[[ Available data, beginning ]]
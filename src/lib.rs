//! # NAV Dashboard
//!
//! A single-page dashboard for a tokenised fund: the live on-chain NAV and
//! supply of the fund's token, next to its historical NAV log.
//!
//! ## Modules
//!
//! - [`chain`]: JSON-RPC reader for the token contract
//! - [`history`]: NAV log loader with explicit handling of undated rows
//! - [`presenter`]: Overview model, SVG chart and HTML page
//! - [`api`]: HTTP server with Axum
//! - [`config`]: TOML configuration with environment overrides
//!
//! ## Quick Start
//!
//! ```rust,no_run
//! use nav_dashboard::chain::{ChainEndpoint, ChainSource, ContractAddress};
//! use nav_dashboard::history::{HistoryLoader, UndatedPolicy};
//! use nav_dashboard::presenter::{Overview, PresenterConfig};
//! use std::path::Path;
//! use std::time::Duration;
//!
//! #[tokio::main]
//! async fn main() -> Result<(), Box<dyn std::error::Error>> {
//!     let contract = ContractAddress::parse("0xfD5a2488f3ea1F61FF462730B14f57a108a7f9eC")?;
//!     let endpoint = ChainEndpoint::new(
//!         "https://polygon-rpc.com",
//!         contract,
//!         Duration::from_secs(30),
//!         true,
//!     )?;
//!
//!     let view = endpoint.fetch_view().await?;
//!     let history = HistoryLoader::new().load(Path::new("nav_log.csv"))?;
//!     let (history, excluded) = history.apply_policy(UndatedPolicy::Exclude)?;
//!
//!     let overview =
//!         Overview::build(&view, &history, &contract, excluded, &PresenterConfig::default())?;
//!     println!("NAV {} / supply {}", overview.nav_display, overview.total_supply_display);
//!
//!     Ok(())
//! }
//! ```

pub mod api;
pub mod chain;
pub mod config;
pub mod history;
pub mod logging;
pub mod presenter;

// Re-export top-level types for convenience
pub use chain::{
    ChainEndpoint, ChainError, ChainReader, ChainResult, ChainSource, ContractAddress,
    ContractView,
};

pub use history::{
    HistoryError, HistoryLoader, HistoryResult, NavHistory, NavRecord, ParsedDate, UndatedPolicy,
};

pub use presenter::{HistoryRow, Overview, PresenterConfig};

pub use api::{build_router, serve, ApiError, AppState};

pub use config::{Config, ConfigError};
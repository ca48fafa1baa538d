//! Contract ABI
//!
//! The token contract exposes four zero-argument view functions. Call data is
//! just the 4-byte selector; return data is either a single `uint256` word or
//! a dynamically encoded `string`.

use alloy_primitives::{hex, keccak256, U256};

use super::error::{ChainError, ChainResult};

const WORD: usize = 32;

/// A read-only contract function with no arguments
#[derive(Debug, Clone, Copy, PartialEq, Eq)]
pub enum ViewFunction {
    GetNav,
    TotalSupply,
    Name,
    Symbol,
}

impl ViewFunction {
    /// All functions the dashboard calls
    pub const ALL: [ViewFunction; 4] = [
        ViewFunction::GetNav,
        ViewFunction::TotalSupply,
        ViewFunction::Name,
        ViewFunction::Symbol,
    ];

    /// Canonical Solidity signature
    pub fn signature(&self) -> &'static str {
        match self {
            ViewFunction::GetNav => "getNAV()",
            ViewFunction::TotalSupply => "totalSupply()",
            ViewFunction::Name => "name()",
            ViewFunction::Symbol => "symbol()",
        }
    }

    /// First four bytes of keccak256(signature)
    pub fn selector(&self) -> [u8; 4] {
        let hash = keccak256(self.signature().as_bytes());
        [hash[0], hash[1], hash[2], hash[3]]
    }

    /// `0x`-prefixed call data for `eth_call`
    pub fn call_data(&self) -> String {
        format!("0x{}", hex::encode(self.selector()))
    }
}

/// Decode a `0x`-prefixed hex result string into raw bytes
pub fn decode_hex_result(result: &str) -> ChainResult<Vec<u8>> {
    let digits = result
        .strip_prefix("0x")
        .ok_or_else(|| ChainError::Decode(format!("result is not 0x-prefixed: {}", result)))?;

    let bytes =
        hex::decode(digits).map_err(|e| ChainError::Decode(format!("invalid hex: {}", e)))?;

    if bytes.is_empty() {
        // Calls to an address without the function return no data at all
        return Err(ChainError::Decode(
            "empty return data (function missing or not a contract)".to_string(),
        ));
    }

    Ok(bytes)
}

/// Decode a single `uint256` return value
pub fn decode_uint256(data: &[u8]) -> ChainResult<U256> {
    let word = data
        .get(..WORD)
        .ok_or_else(|| ChainError::Decode(format!("uint256 needs 32 bytes, got {}", data.len())))?;
    Ok(U256::from_be_slice(word))
}

/// Decode a dynamically encoded `string` return value
pub fn decode_string(data: &[u8]) -> ChainResult<String> {
    let offset = word_as_usize(data, 0)?;
    let len = word_as_usize(data, offset)?;

    let start = offset
        .checked_add(WORD)
        .ok_or_else(|| ChainError::Decode("string offset overflows".to_string()))?;
    let end = start
        .checked_add(len)
        .ok_or_else(|| ChainError::Decode("string length overflows".to_string()))?;

    let bytes = data.get(start..end).ok_or_else(|| {
        ChainError::Decode(format!(
            "string of {} bytes at offset {} exceeds {} bytes of return data",
            len,
            offset,
            data.len()
        ))
    })?;

    String::from_utf8(bytes.to_vec())
        .map_err(|e| ChainError::Decode(format!("string is not UTF-8: {}", e)))
}

/// Read the 32-byte word at `at` as an offset or length
fn word_as_usize(data: &[u8], at: usize) -> ChainResult<usize> {
    let end = at
        .checked_add(WORD)
        .ok_or_else(|| ChainError::Decode("word position overflows".to_string()))?;
    let word = data
        .get(at..end)
        .ok_or_else(|| ChainError::Decode(format!("no 32-byte word at offset {}", at)))?;

    let (high, low) = word.split_at(WORD - 8);
    if high.iter().any(|b| *b != 0) {
        return Err(ChainError::Decode(format!("word at offset {} is too large", at)));
    }

    let mut buf = [0u8; 8];
    buf.copy_from_slice(low);
    usize::try_from(u64::from_be_bytes(buf))
        .map_err(|_| ChainError::Decode(format!("word at offset {} is too large", at)))
}

#[cfg(test)]
mod tests {
    use super::*;

    fn encode_string(s: &str) -> Vec<u8> {
        let mut out = vec![0u8; 64];
        out[31] = 0x20;
        out[63] = s.len() as u8;
        out.extend_from_slice(s.as_bytes());
        let padded = (s.len() + 31) / 32 * 32;
        out.resize(64 + padded, 0);
        out
    }

    #[test]
    fn test_selectors() {
        assert_eq!(ViewFunction::TotalSupply.call_data(), "0x18160ddd");
        assert_eq!(ViewFunction::Name.call_data(), "0x06fdde03");
        assert_eq!(ViewFunction::Symbol.call_data(), "0x95d89b41");
        assert_eq!(ViewFunction::GetNav.call_data(), "0x0126c606");

        for function in ViewFunction::ALL {
            assert_eq!(function.call_data().len(), 10);
        }
    }

    #[test]
    fn test_decode_uint256() {
        let mut data = vec![0u8; 32];
        data[31] = 0x2a;
        assert_eq!(decode_uint256(&data).unwrap(), U256::from(42u64));

        let short = vec![0u8; 31];
        assert!(matches!(decode_uint256(&short), Err(ChainError::Decode(_))));
    }

    #[test]
    fn test_decode_nav_from_hex() {
        // 1.2345 * 10^18
        let hex_result = format!("0x{:064x}", 1_234_500_000_000_000_000u64);
        let bytes = decode_hex_result(&hex_result).unwrap();
        assert_eq!(
            decode_uint256(&bytes).unwrap(),
            U256::from(1_234_500_000_000_000_000u64)
        );
    }

    #[test]
    fn test_decode_string() {
        let data = encode_string("Fund NAV Token");
        assert_eq!(decode_string(&data).unwrap(), "Fund NAV Token");

        let empty = encode_string("");
        assert_eq!(decode_string(&empty).unwrap(), "");
    }

    #[test]
    fn test_decode_string_truncated() {
        let mut data = encode_string("FNQT");
        data.truncate(64 + 2);
        assert!(matches!(decode_string(&data), Err(ChainError::Decode(_))));
    }

    #[test]
    fn test_decode_string_huge_offset() {
        let mut data = encode_string("FNQT");
        data[0] = 0xff;
        assert!(matches!(decode_string(&data), Err(ChainError::Decode(_))));
    }

    #[test]
    fn test_empty_result_is_error() {
        assert!(matches!(decode_hex_result("0x"), Err(ChainError::Decode(_))));
        assert!(matches!(decode_hex_result("deadbeef"), Err(ChainError::Decode(_))));
    }
}
//! Data Transfer Objects
//!
//! Response types for the health endpoints. The overview endpoint
//! serializes [`crate::presenter::Overview`] directly.

use serde::Serialize;

/// Full health response
#[derive(Debug, Serialize)]
pub struct HealthResponse {
    /// Overall status: healthy or degraded
    pub status: String,
    /// NAV log status: ok or missing
    pub history: String,
    /// Contract being read
    pub contract: String,
    /// Server uptime in seconds
    pub uptime_seconds: u64,
    /// Application version
    pub version: String,
}
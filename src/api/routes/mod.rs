//! API Routes
//!
//! Route handlers organized by functionality.

pub mod dashboard;
pub mod health;
//! Benchmarks for the render path: NAV log parsing and page rendering
//!
//! Run with: cargo bench

use alloy_primitives::U256;
use chrono::{Duration, NaiveDate};
use criterion::{black_box, criterion_group, criterion_main, Criterion, Throughput};
use nav_dashboard::chain::{ContractAddress, ContractView};
use nav_dashboard::history::{HistoryLoader, UndatedPolicy};
use nav_dashboard::presenter::page::render_dashboard;
use nav_dashboard::presenter::{Overview, PresenterConfig};

fn create_nav_log(rows: usize) -> String {
    let start = NaiveDate::from_ymd_opt(2020, 1, 1).unwrap();
    let mut csv_data = String::from("date,nav,return\n");

    for i in 0..rows {
        let date = start + Duration::days(i as i64);
        let nav = 100.0 + i as f64 * 0.01;
        csv_data.push_str(&format!("{},{:.4},0.0001\n", date.format("%Y-%m-%d"), nav));
    }

    csv_data
}

fn bench_history(c: &mut Criterion) {
    let mut group = c.benchmark_group("history");

    for size in [100, 1000, 10000] {
        let csv_data = create_nav_log(size);
        let loader = HistoryLoader::new();

        group.throughput(Throughput::Elements(size as u64));

        group.bench_function(format!("load_{}", size), |b| {
            b.iter(|| loader.load_str(black_box(&csv_data)).unwrap())
        });
    }

    group.finish();
}

fn bench_render(c: &mut Criterion) {
    let view = ContractView {
        nav_raw: U256::from(1_234_500_000_000_000_000u64),
        total_supply_raw: U256::from(2_500_000u64) * U256::from(1_000_000_000_000_000_000u64),
        name: "Fund NAV Token".to_string(),
        symbol: "FNQT".to_string(),
        block: Some(1),
    };
    let contract = ContractAddress::parse("0xfD5a2488f3ea1F61FF462730B14f57a108a7f9eC").unwrap();
    let config = PresenterConfig::default();

    let history = HistoryLoader::new().load_str(&create_nav_log(1000)).unwrap();
    let (history, excluded) = history.apply_policy(UndatedPolicy::Exclude).unwrap();

    c.bench_function("build_overview", |b| {
        b.iter(|| {
            Overview::build(black_box(&view), &history, &contract, excluded, &config).unwrap()
        })
    });

    let overview = Overview::build(&view, &history, &contract, excluded, &config).unwrap();

    c.bench_function("render_dashboard", |b| {
        b.iter(|| render_dashboard(black_box(&overview)))
    });
}

criterion_group!(benches, bench_history, bench_render);
criterion_main!(benches);
//! Chain data types
//!
//! Contract address handling and the per-render snapshot of contract state.

use alloy_primitives::{Address, U256};
use rust_decimal::Decimal;
use std::fmt;
use std::str::FromStr;

use super::error::{ChainError, ChainResult};

/// Decimals of the token's fixed-point values (NAV and supply)
pub const TOKEN_DECIMALS: u32 = 18;

/// 10^18
const UNIT: U256 = U256::from_limbs([1_000_000_000_000_000_000, 0, 0, 0]);
const HALF_UNIT: U256 = U256::from_limbs([500_000_000_000_000_000, 0, 0, 0]);

/// Validated contract address
#[derive(Debug, Clone, Copy, PartialEq, Eq)]
pub struct ContractAddress(Address);

impl ContractAddress {
    /// Parse a `0x`-prefixed hex address.
    ///
    /// All-lowercase and all-uppercase inputs are accepted as-is. Mixed-case
    /// input is treated as EIP-55 and must carry a valid checksum.
    pub fn parse(input: &str) -> ChainResult<Self> {
        let trimmed = input.trim();
        let digits = trimmed
            .strip_prefix("0x")
            .or_else(|| trimmed.strip_prefix("0X"))
            .ok_or_else(|| ChainError::InvalidAddress(format!("{} (missing 0x prefix)", input)))?;

        if digits.len() != 40 || !digits.chars().all(|c| c.is_ascii_hexdigit()) {
            return Err(ChainError::InvalidAddress(format!(
                "{} (expected 40 hex digits)",
                input
            )));
        }

        let normalized = format!("0x{}", digits);
        let has_lower = digits.chars().any(|c| c.is_ascii_lowercase());
        let has_upper = digits.chars().any(|c| c.is_ascii_uppercase());

        let address = if has_lower && has_upper {
            Address::parse_checksummed(&normalized, None)
                .map_err(|e| ChainError::InvalidAddress(format!("{} ({})", input, e)))?
        } else {
            Address::from_str(&normalized)
                .map_err(|e| ChainError::InvalidAddress(format!("{} ({})", input, e)))?
        };

        Ok(Self(address))
    }

    /// EIP-55 checksummed representation
    pub fn checksummed(&self) -> String {
        self.0.to_checksum(None)
    }
}

impl fmt::Display for ContractAddress {
    fn fmt(&self, f: &mut fmt::Formatter<'_>) -> fmt::Result {
        f.write_str(&self.checksummed())
    }
}

/// Snapshot of contract state taken during a single render
#[derive(Debug, Clone, PartialEq, Eq)]
pub struct ContractView {
    /// NAV per token, 18-decimal fixed point
    pub nav_raw: U256,
    /// Total supply, 18-decimal fixed point
    pub total_supply_raw: U256,
    pub name: String,
    pub symbol: String,
    /// Block the four reads were pinned to, if pinning was enabled
    pub block: Option<u64>,
}

impl ContractView {
    /// nav_raw / 10^18
    pub fn nav(&self) -> ChainResult<Decimal> {
        fixed_point_to_decimal(self.nav_raw)
    }

    /// total_supply_raw / 10^18
    pub fn total_supply(&self) -> ChainResult<Decimal> {
        fixed_point_to_decimal(self.total_supply_raw)
    }

    /// Total supply in whole tokens, rounded half-up
    pub fn total_supply_whole(&self) -> U256 {
        round_to_whole_units(self.total_supply_raw)
    }
}

/// Convert an 18-decimal fixed-point integer to a decimal.
///
/// Decimal mantissas are 96 bits wide, which covers values up to roughly
/// 7.9 * 10^10 whole tokens.
pub fn fixed_point_to_decimal(raw: U256) -> ChainResult<Decimal> {
    if raw.bit_len() > 96 {
        return Err(ChainError::AmountOverflow(raw.to_string()));
    }

    let limbs = raw.as_limbs();
    let mantissa = i128::from(limbs[0]) | (i128::from(limbs[1]) << 64);

    Decimal::try_from_i128_with_scale(mantissa, TOKEN_DECIMALS)
        .map_err(|_| ChainError::AmountOverflow(raw.to_string()))
}

/// Whole units of an 18-decimal fixed-point integer, rounded half-up
pub fn round_to_whole_units(raw: U256) -> U256 {
    let whole = raw / UNIT;
    if raw % UNIT >= HALF_UNIT {
        whole + U256::from(1u64)
    } else {
        whole
    }
}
[[ Available data, end ]]
_Your task_. Locate the word "struct" in the entries, and copy every line where it is found.

_Output of the task_.
pub struct HealthResponse {
pub struct ContractAddress(Address);
pub struct ContractView {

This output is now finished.